A hallmark of the American legal system is the principle that there should be as few surprises as possible in the course of a lawsuit. Since the late 1940's, the federal court system has required disclosure of all relevant facts and documents to the other side prior to trial, and virtually every state has followed its lead. That disclosure is accomplished through a methodical process called "discovery." Discovery takes three basic forms: written discovery, document production and depositions.
Interrogatories are questions requiring your version of the facts and of your claims. They can be pre-printed "form" interrogatories, or specific questions asked just for your case called "special" interrogatories. Questions can range from the broad ("What happened on April 26, 2004?") to the specific ("Is it your position that the defendant was wearing sunglasses at 2:30 p.m. on April 26, 2004?"). If the questions asked are not fair questions or are difficult to understand, your attorney will help you decide what you should object to.
Requests for admission are not often used, but can be a very powerful tool. They ask a party to admit or deny certain facts pertaining to the case, and they carry with them penalties for not answering, for answering falsely, or even answering late.
Document production is fairly self-explanatory. Any party has a right to see most documents that even arguably relate to a case. Particularly in more complex medical malpractice or product defect cases, the documents involved can be voluminous. Increasingly, courts are allowing access to computer files as part of document discovery. In cases where enough is at stake to justify it, courts have even allowed litigants to reconstruct deleted files (like e-mail), although that practice has not yet become common.
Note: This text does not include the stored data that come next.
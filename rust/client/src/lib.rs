// This Source Code Form is subject to the terms of the Mozilla Public
// License, v. 2.0. If a copy of the MPL was not distributed with this
// file, You can obtain one at https://mozilla.org/MPL/2.0/.

//! # BIM-FM Client
//!
//! Talks to the BIM-FM backend and keeps its records in a shared cache.
//!
//! ## Overview
//!
//! - [`ApiClient`]: one typed call per backend endpoint
//! - [`QueryCache`]: remote-state cache with request de-duplication,
//!   stale-while-revalidate reads and invalidation by resource
//! - [`queries`]: the cache keys and fetchers pages use
//! - [`InspectionSubmission`]: create an inspection, then analyze its photos
//! - [`Mutation`]: single-call updates that invalidate what they change
//!
//! ## Quick Start
//!
//! ```rust,ignore
//! use bimfm_client::{queries, ApiClient, QueryCache, AssetFilter};
//!
//! let api = ApiClient::new("http://localhost:8000");
//! let cache = QueryCache::default();
//!
//! let assets = cache.fetch(&queries::assets(&api, AssetFilter::default())).await?;
//! println!("{} assets", assets.len());
//! ```

pub mod api;
pub mod error;
pub mod mutation;
pub mod queries;
pub mod query;
pub mod submission;

#[cfg(feature = "test-util")]
pub mod testing;

pub use api::{ApiClient, AssetFilter, Attachment, InspectionFilter};
pub use error::{SubmissionError, TransportError};
pub use mutation::{Invalidation, Mutation, MutationState};
pub use query::{
    CacheEntry, Dependent, FetchStatus, Query, QueryCache, QueryKey, Subscription,
    DEFAULT_GRACE_PERIOD, DEFAULT_STALE_TIME,
};
pub use submission::{InspectionGateway, InspectionSubmission, SubmissionState};
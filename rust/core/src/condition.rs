// This Source Code Form is subject to the terms of the Mozilla Public
// License, v. 2.0. If a copy of the MPL was not distributed with this
// file, You can obtain one at https://mozilla.org/MPL/2.0/.

//! Asset condition status and score.

use crate::error::ValueError;
use serde::{Deserialize, Serialize};
use std::fmt;
use std::str::FromStr;

/// Colour for assets without a (known) condition.
pub const NO_CONDITION_COLOR: &str = "#95a5a6";

/// Condition of an asset as reported by the backend.
///
/// The backend stores the status as free text; anything other than the four
/// known grades decodes to [`ConditionStatus::Unknown`].
#[derive(Debug, Clone, Copy, PartialEq, Eq, Hash, Serialize, Deserialize)]
pub enum ConditionStatus {
    Good,
    Fair,
    Poor,
    Critical,
    #[serde(other)]
    Unknown,
}

impl ConditionStatus {
    /// Known grades in dashboard order.
    pub const GRADES: [ConditionStatus; 4] = [Self::Good, Self::Fair, Self::Poor, Self::Critical];

    pub fn as_str(self) -> &'static str {
        match self {
            Self::Good => "Good",
            Self::Fair => "Fair",
            Self::Poor => "Poor",
            Self::Critical => "Critical",
            Self::Unknown => "Unknown",
        }
    }

    /// Portuguese label used by the status filter.
    pub fn label(self) -> &'static str {
        match self {
            Self::Good => "Bom",
            Self::Fair => "Regular",
            Self::Poor => "Ruim",
            Self::Critical => "Crítico",
            Self::Unknown => "N/A",
        }
    }

    pub fn color(self) -> &'static str {
        match self {
            Self::Good => "#27ae60",
            Self::Fair => "#f1c40f",
            Self::Poor => "#f39c12",
            Self::Critical => "#e74c3c",
            Self::Unknown => NO_CONDITION_COLOR,
        }
    }
}

impl FromStr for ConditionStatus {
    type Err = ValueError;

    /// Parses one of the four known grades; `Unknown` is never produced.
    fn from_str(s: &str) -> Result<Self, Self::Err> {
        Self::GRADES
            .into_iter()
            .find(|status| status.as_str() == s.trim())
            .ok_or_else(|| ValueError::ConditionStatus(s.to_string()))
    }
}

impl fmt::Display for ConditionStatus {
    fn fmt(&self, f: &mut fmt::Formatter<'_>) -> fmt::Result {
        f.write_str(self.as_str())
    }
}

/// Text for an optional status ("N/A" for null or unknown).
pub fn condition_text(status: Option<ConditionStatus>) -> &'static str {
    match status {
        Some(ConditionStatus::Unknown) | None => "N/A",
        Some(status) => status.as_str(),
    }
}

pub fn condition_color(status: Option<ConditionStatus>) -> &'static str {
    status.map_or(NO_CONDITION_COLOR, ConditionStatus::color)
}

/// Parses a condition score (1 = worst, 4 = best).
pub fn parse_condition_score(s: &str) -> Result<u8, ValueError> {
    s.trim()
        .parse::<u8>()
        .ok()
        .filter(|score| (1..=4).contains(score))
        .ok_or_else(|| ValueError::ConditionScore(s.to_string()))
}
Depositions are sworn statements, when a person will answer questions from an attorney, and a court reporter will make a transcript of all that is said. Depositions can range in length from an hour to a week or more. Although all attorneys have their own strategies for depositions, there are basically three reasons to do them: to lock people into their stories, to see what the other side has, and to do a "practice trial," that is, to see how a witness will appear and conduct themselves before a judge or jury.
Your attorney will tell you what he or she wants from you if you are deposed, but there are two general things to remember. First, never guess. The purpose of a deposition is to give facts, not to speculate as to what might have happened. Even if it makes you self-conscious to say it, sometimes "I don't know" is the right answer. Second, it is human nature to want to explain things so that your listener understands, but you should resist the impulse. It is your opponent's job to get the answers. It is your job to answer only the question asked, not to offer additional information.